Plier, plier toujours, n'est-ce pas déjà trop
Le pli de l'humaine nature ? »
« Voire, dit le roseau, il ne fait pas trop beau ;
Le vent qui secoue vos ramures
(Si je puis en juger à niveau de roseau)
Pourrait vous prouver d'aventure,
Que nous autres, petites gens,
Si faibles, si chétifs, si humbles, si prudents,
Dont la petite vie est le souci constant,
Résistons pourtant mieux aux tempêtes du monde
Que certains orgueilleux qui s'imaginent grands. »
Le vent se lève sur ces mots, l'orage gronde.
Et le souffle profond qui dévaste les bois,
Tout comme la première fois,
Jette le chêne fier qui le narguait par terre.
« Hé bien, dit le roseau, le cyclone passé
Il se tenait courbé par un reste de vent -
Qu'en dites-vous donc mon compère ?
(Il ne se fût jamais permis ce mot avant.)
Ce que j'avais prédit n'est-il pas arrivé ? »
On sentait dans sa voix sa haine
Satisfaite. Son morne regard allumé.
Le géant, qui souffrait, blessé,
De mille morts, de mille peines,
Eut un sourire triste et beau
Et, avant de mourir, regardant le roseau,
Lui dit : « Je suis encore un chêne ».
Texte Complémentaires
Jean de La Fontaine, « Le Chêne et le roseau », Fables
Le chêne un jour dit au roseau :
"Vous avez bien sujet d'accuser la nature ;
Un roitelet pour vous est un pesant fardeau ;
Le moindre vent qui d'aventure
Fait rider la face de l'eau,
Vous oblige à baisser la tête.
Cependant que mon front, au Caucase pareil,
Non content d'arrêter les rayons du soleil,
Brave l'effort de la tempête.
Tout vous est aquilon ; tout me semble zéphyr.

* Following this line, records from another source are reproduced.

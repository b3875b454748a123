//! # Monte Carlo
//!
//! $$
//! S^{(k)}_{t} = S^{(k)}_{t-1}\,(1 + \varepsilon^{(k)}_t),\qquad
//! \varepsilon^{(k)}_t \overset{iid}{\sim} \mathcal N(\mu, \sigma^2)
//! $$
//!
//! Forward price paths compounded from Gaussian per-period returns.

use ndarray::parallel::prelude::*;
use ndarray::Array1;
use ndarray::Array2;
use ndarray::ArrayViewMut1;
use ndarray::Axis;
use ndarray::Zip;
use ndarray_rand::RandomExt;
use rand::rngs::StdRng;
use rand::Rng;
use rand::SeedableRng;
use rand_distr::Normal;
use serde::Deserialize;
use serde::Serialize;
use tracing::debug;

use crate::error::AnalyticsError;
use crate::error::Result;

/// Simulation size and reproducibility settings.
#[derive(Clone, Copy, Debug, PartialEq, Serialize, Deserialize)]
#[serde(default)]
pub struct MonteCarloConfig {
  /// Path length including the starting price.
  pub horizon_days: usize,
  pub num_simulations: usize,
  /// Master seed. `None` draws one from entropy.
  pub seed: Option<u64>,
  /// Generate paths on the rayon pool.
  pub parallel: bool,
}

impl Default for MonteCarloConfig {
  fn default() -> Self {
    Self {
      horizon_days: 252,
      num_simulations: 1000,
      seed: None,
      parallel: true,
    }
  }
}

/// Simulated paths and the statistics of their final prices.
#[derive(Clone, Debug)]
pub struct SimulationResult {
  pub last_price: f64,
  pub expected_price: f64,
  /// Share of paths ending strictly above `last_price`, in `[0, 1]`.
  pub probability_of_gain: f64,
  pub lower_bound_5th: f64,
  pub upper_bound_95th: f64,
  /// `num_simulations x horizon_days`, column 0 equals `last_price`.
  pub paths: Array2<f64>,
}

impl SimulationResult {
  pub fn final_prices(&self) -> Array1<f64> {
    self.paths.column(self.paths.ncols() - 1).to_owned()
  }

  pub fn summary(&self) -> SimulationSummary {
    SimulationSummary {
      last_price: self.last_price,
      expected_price: self.expected_price,
      probability_of_gain: self.probability_of_gain,
      lower_bound_5th: self.lower_bound_5th,
      upper_bound_95th: self.upper_bound_95th,
      num_simulations: self.paths.nrows(),
      horizon_days: self.paths.ncols(),
    }
  }
}

/// Path-free view of a [`SimulationResult`] for structured reporting.
#[derive(Clone, Copy, Debug, PartialEq, Serialize)]
pub struct SimulationSummary {
  pub last_price: f64,
  pub expected_price: f64,
  pub probability_of_gain: f64,
  pub lower_bound_5th: f64,
  pub upper_bound_95th: f64,
  pub num_simulations: usize,
  pub horizon_days: usize,
}

#[derive(Clone, Copy, Debug, Default)]
pub struct MonteCarloSimulator {
  config: MonteCarloConfig,
}

impl MonteCarloSimulator {
  pub fn new(config: MonteCarloConfig) -> Self {
    Self { config }
  }

  pub fn config(&self) -> &MonteCarloConfig {
    &self.config
  }

  /// Simulate forward from `last_price` with per-period return mean `mu` and std-dev `sigma`.
  pub fn simulate(&self, last_price: f64, mu: f64, sigma: f64) -> Result<SimulationResult> {
    let MonteCarloConfig {
      horizon_days,
      num_simulations,
      seed,
      parallel,
    } = self.config;

    if !last_price.is_finite() || last_price <= 0.0 {
      return Err(AnalyticsError::invalid(format!(
        "last price must be positive and finite, got {last_price}"
      )));
    }
    if horizon_days == 0 || num_simulations == 0 {
      return Err(AnalyticsError::invalid(
        "horizon_days and num_simulations must be > 0",
      ));
    }
    if !mu.is_finite() {
      return Err(AnalyticsError::invalid(format!("mu must be finite, got {mu}")));
    }
    if !sigma.is_finite() || sigma < 0.0 {
      return Err(AnalyticsError::invalid(format!(
        "sigma must be finite and >= 0, got {sigma}"
      )));
    }
    let normal = Normal::new(mu, sigma).map_err(|e| AnalyticsError::invalid(e.to_string()))?;

    let mut master = match seed {
      Some(seed) => StdRng::seed_from_u64(seed),
      None => StdRng::from_entropy(),
    };
    let path_seeds = Array1::from_shape_fn(num_simulations, |_| master.gen::<u64>());

    let mut paths = Array2::<f64>::zeros((num_simulations, horizon_days));

    if parallel {
      Zip::from(paths.axis_iter_mut(Axis(0)))
        .and(&path_seeds)
        .into_par_iter()
        .for_each(|(path, &path_seed)| fill_path(path, last_price, normal, path_seed));
    } else {
      Zip::from(paths.axis_iter_mut(Axis(0)))
        .and(&path_seeds)
        .for_each(|path, &path_seed| fill_path(path, last_price, normal, path_seed));
    }

    let finals = paths.column(horizon_days - 1);
    let n = num_simulations as f64;
    let expected_price = finals.sum() / n;
    let gains = finals.iter().filter(|&&p| p > last_price).count();
    let probability_of_gain = gains as f64 / n;

    let mut sorted = finals.to_vec();
    sorted.sort_by(f64::total_cmp);
    let lower_bound_5th = percentile_sorted(&sorted, 5.0);
    let upper_bound_95th = percentile_sorted(&sorted, 95.0);

    debug!(
      num_simulations,
      horizon_days, expected_price, probability_of_gain, "monte carlo simulation finished"
    );

    Ok(SimulationResult {
      last_price,
      expected_price,
      probability_of_gain,
      lower_bound_5th,
      upper_bound_95th,
      paths,
    })
  }
}

fn fill_path(mut path: ArrayViewMut1<f64>, last_price: f64, normal: Normal<f64>, seed: u64) {
  let mut rng = StdRng::seed_from_u64(seed);
  let steps = path.len() - 1;
  let draws = Array1::random_using(steps, normal, &mut rng);

  path[0] = last_price;
  for t in 1..path.len() {
    path[t] = path[t - 1] * (1.0 + draws[t - 1]);
  }
}

/// Percentile `q` (0..=100) of ascending `sorted` with linear interpolation between ranks.
///
/// Returns `NaN` for an empty slice.
pub fn percentile_sorted(sorted: &[f64], q: f64) -> f64 {
  match sorted.len() {
    0 => f64::NAN,
    1 => sorted[0],
    n => {
      let rank = (q.clamp(0.0, 100.0) / 100.0) * (n - 1) as f64;
      let lo = rank.floor() as usize;
      let hi = rank.ceil() as usize;
      let frac = rank - lo as f64;
      sorted[lo] + (sorted[hi] - sorted[lo]) * frac
    }
  }
}
//! 一括解析クライアント
//!
//! 画像ごとに1リクエストを同時に発行し、成功したものから順に
//! RecordStore に追加する。失敗した画像はログに出して読み飛ばす。

mod endpoint;

pub use endpoint::{AnalyzeEndpoint, HttpEndpoint, DEFAULT_ENDPOINT};

use std::time::Duration;

use futures::stream::{FuturesUnordered, StreamExt};
use image_analysis_common::{category_label, FolderGroup, RecordStore, UploadedFile};
use indicatif::{ProgressBar, ProgressStyle};
use tracing::{info, warn};

/// 一括解析の集計
#[derive(Debug, Clone, Copy, Default, PartialEq, Eq)]
pub struct BatchSummary {
    pub succeeded: usize,
    pub failed: usize,
}

/// 全画像を並行に解析し、完了順にストアへ追加する
///
/// すべてのリクエストが終わるまで戻らない。
pub async fn run_batch(
    endpoint: &dyn AnalyzeEndpoint,
    files: Vec<UploadedFile>,
    store: &mut RecordStore,
) -> BatchSummary {
    let mut summary = BatchSummary::default();
    if files.is_empty() {
        return summary;
    }

    let mut pending: FuturesUnordered<_> = files
        .into_iter()
        .map(|file| async move {
            let result = endpoint.analyze(&file.data_url).await;
            (file, result)
        })
        .collect();

    while let Some((file, result)) = pending.next().await {
        match result {
            Ok(analysis) => {
                info!(file = %file.file_name, "解析完了");
                store.append(&file, Some(analysis));
                summary.succeeded += 1;
            }
            Err(e) => {
                warn!(file = %file.file_name, error = %e, "解析失敗");
                summary.failed += 1;
            }
        }
    }

    summary
}

/// 解析中スピナー
pub fn spinner() -> ProgressBar {
    let bar = ProgressBar::new_spinner();
    bar.set_style(
        ProgressStyle::with_template("{spinner} {msg}").unwrap_or_else(|_| ProgressStyle::default_spinner()),
    );
    bar.set_message("Analyzing images...");
    bar.enable_steady_tick(Duration::from_millis(100));
    bar
}

/// スピナーを表示しながら一括解析
pub async fn run_batch_with_progress(
    endpoint: &dyn AnalyzeEndpoint,
    files: Vec<UploadedFile>,
    store: &mut RecordStore,
) -> BatchSummary {
    let bar = spinner();
    let summary = run_batch(endpoint, files, store).await;
    bar.finish_and_clear();
    summary
}

/// フォルダグループ1つを表形式の文字列にする
pub fn format_group(group: &FolderGroup) -> String {
    let mut out = format!("== {} ({}) ==\n", group.key, group.records.len());

    for record in &group.records {
        out.push_str(&format!("- {}\n", record.file_name));
        let Some(analysis) = &record.analysis else {
            continue;
        };
        out.push_str(&format!("    Title:       {}\n", analysis.title));
        out.push_str(&format!("    Description: {}\n", analysis.description));
        out.push_str(&format!("    Keywords:    {}\n", analysis.keyword_list().collect::<Vec<_>>().join(", ")));
        out.push_str(&format!("    Category:    {}\n", category_label(analysis.category_id)));
    }

    out
}

/// 全グループを標準出力へ
pub fn print_groups(store: &RecordStore) {
    for group in store.groups() {
        println!("{}", format_group(&group));
    }
}

#[cfg(test)]
mod tests {
    use super::*;
    use image_analysis_common::AnalysisResult;

    fn uploaded(name: &str, relative_path: Option<&str>) -> UploadedFile {
        UploadedFile {
            file_name: name.to_string(),
            relative_path: relative_path.map(str::to_string),
            preview: name.to_string(),
            data_url: "data:image/png;base64,AAAA".to_string(),
        }
    }

    #[test]
    fn test_format_group() {
        let mut store = RecordStore::new();
        store.append(
            &uploaded("x.jpg", Some("Trip/x.jpg")),
            Some(AnalysisResult {
                title: "Red Fox".to_string(),
                description: "A fox in snow".to_string(),
                keywords: "fox, snow ,winter".to_string(),
                category_id: Some(1),
            }),
        );

        let text = format_group(&store.groups()[0]);
        assert!(text.starts_with("== Trip (1) =="));
        assert!(text.contains("Title:       Red Fox"));
        assert!(text.contains("Keywords:    fox, snow, winter"));
        assert!(text.contains("Category:    1 (Animals)"));
    }

    #[test]
    fn test_format_group_without_analysis() {
        let mut store = RecordStore::new();
        store.append(&uploaded("y.jpg", None), None);
        let text = format_group(&store.groups()[0]);
        assert!(text.contains("- y.jpg"));
        assert!(!text.contains("Title:"));
    }
}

Encor si vous naissiez à l'abri du feuillage
Dont je couvre le voisinage,
Vous n'auriez pas tant à souffrir :
Je vous défendrai de l'orage ;
Mais vous naissez le plus souvent
Sur les humides bords des royaumes du vent.
La nature envers vous me semble bien injuste.

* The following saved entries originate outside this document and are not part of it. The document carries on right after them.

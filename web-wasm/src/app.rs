//! メインアプリケーションコンポーネント

use gloo::console;
use gloo::file::futures::read_as_data_url;
use image_analysis_common::{AnalysisResult, RecordStore, UploadedFile};
use leptos::prelude::*;
use leptos::task::spawn_local;
use wasm_bindgen::prelude::*;
use web_sys::{File, Url};

use crate::api::analyze::analyze_image;
use crate::batch::run_batch;
use crate::components::{
    export_buttons::ExportButtons,
    header::Header,
    loading_overlay::LoadingOverlay,
    result_tables::ResultTables,
    upload_area::UploadArea,
};

/// メインアプリケーションコンポーネント
#[component]
pub fn App() -> impl IntoView {
    // 解析済みレコード（追加・削除のみ）
    let store = RwSignal::new(RecordStore::new());
    // 未完了バッチ数（0より大きい間オーバーレイを表示）
    let pending_batches = RwSignal::new(0u32);

    view! {
        <div class="container">
            <Header />
            <UploadArea store=store pending_batches=pending_batches />
            <ResultTables store=store />
            <ExportButtons store=store />
            <LoadingOverlay pending_batches=pending_batches />
        </div>
    }
}

/// 1バッチ分のファイルを並行に解析
///
/// 各ファイルは成功した時点でストアに追加される。失敗したファイルはログのみ。
pub fn start_batch(files: Vec<File>, store: RwSignal<RecordStore>, pending_batches: RwSignal<u32>) {
    if files.is_empty() {
        return;
    }

    spawn_local(async move {
        let summary = run_batch(files, &pending_batches, analyze_file, |result| match result {
            Ok((uploaded, analysis)) => store.update(|s| {
                s.append(&uploaded, Some(analysis));
            }),
            Err(e) => console::error!(e),
        })
        .await;

        console::log!(format!(
            "バッチ完了: 成功 {} / 失敗 {}",
            summary.succeeded, summary.failed
        ));
    });
}

async fn analyze_file(file: File) -> Result<(UploadedFile, AnalysisResult), String> {
    let uploaded = read_uploaded(&file)
        .await
        .map_err(|e| format!("{}: 読み込み失敗 {}", file.name(), e))?;

    match analyze_image(&uploaded.data_url).await {
        Ok(result) => Ok((uploaded, result)),
        Err(e) => {
            let _ = Url::revoke_object_url(&uploaded.preview);
            Err(format!("{}: 解析失敗 {}", uploaded.file_name, e))
        }
    }
}

/// File から送信用の UploadedFile を作る
async fn read_uploaded(file: &File) -> Result<UploadedFile, String> {
    let blob = gloo::file::Blob::from(web_sys::Blob::from(file.clone()));
    let data_url = read_as_data_url(&blob).await.map_err(|e| e.to_string())?;
    let preview = Url::create_object_url_with_blob(file)
        .map_err(|e| format!("{:?}", e))?;

    Ok(UploadedFile {
        file_name: file.name(),
        relative_path: relative_path(file),
        preview,
        data_url,
    })
}

/// フォルダ選択時の相対パス（`webkitRelativePath`）
fn relative_path(file: &File) -> Option<String> {
    js_sys::Reflect::get(file, &JsValue::from_str("webkitRelativePath"))
        .ok()
        .and_then(|v| v.as_string())
        .filter(|p| !p.is_empty())
}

- Votre compassion, lui répondit l'arbuste,
Part d'un bon naturel ; mais quittez ce souci :
Les vents me sont moins qu'à vous redoutables ;
Je plie, et ne romps pas. Vous avez jusqu'ici
Contre leurs coups épouvantables
Résisté sans courber le dos ;
Mais attendons la fin." Comme il disait ces mots,
Du bout de l'horizon accourt avec furie
Le plus terrible des enfants
Que le nord eût porté jusque là dans ses flancs.
L'arbre tient bon ; le roseau plie.
Le vent redouble ses efforts,
Et fait si bien qu'il déracine
Celui de qui la tête au ciel était voisine,
Et dont les pieds touchaient à l'empire des morts.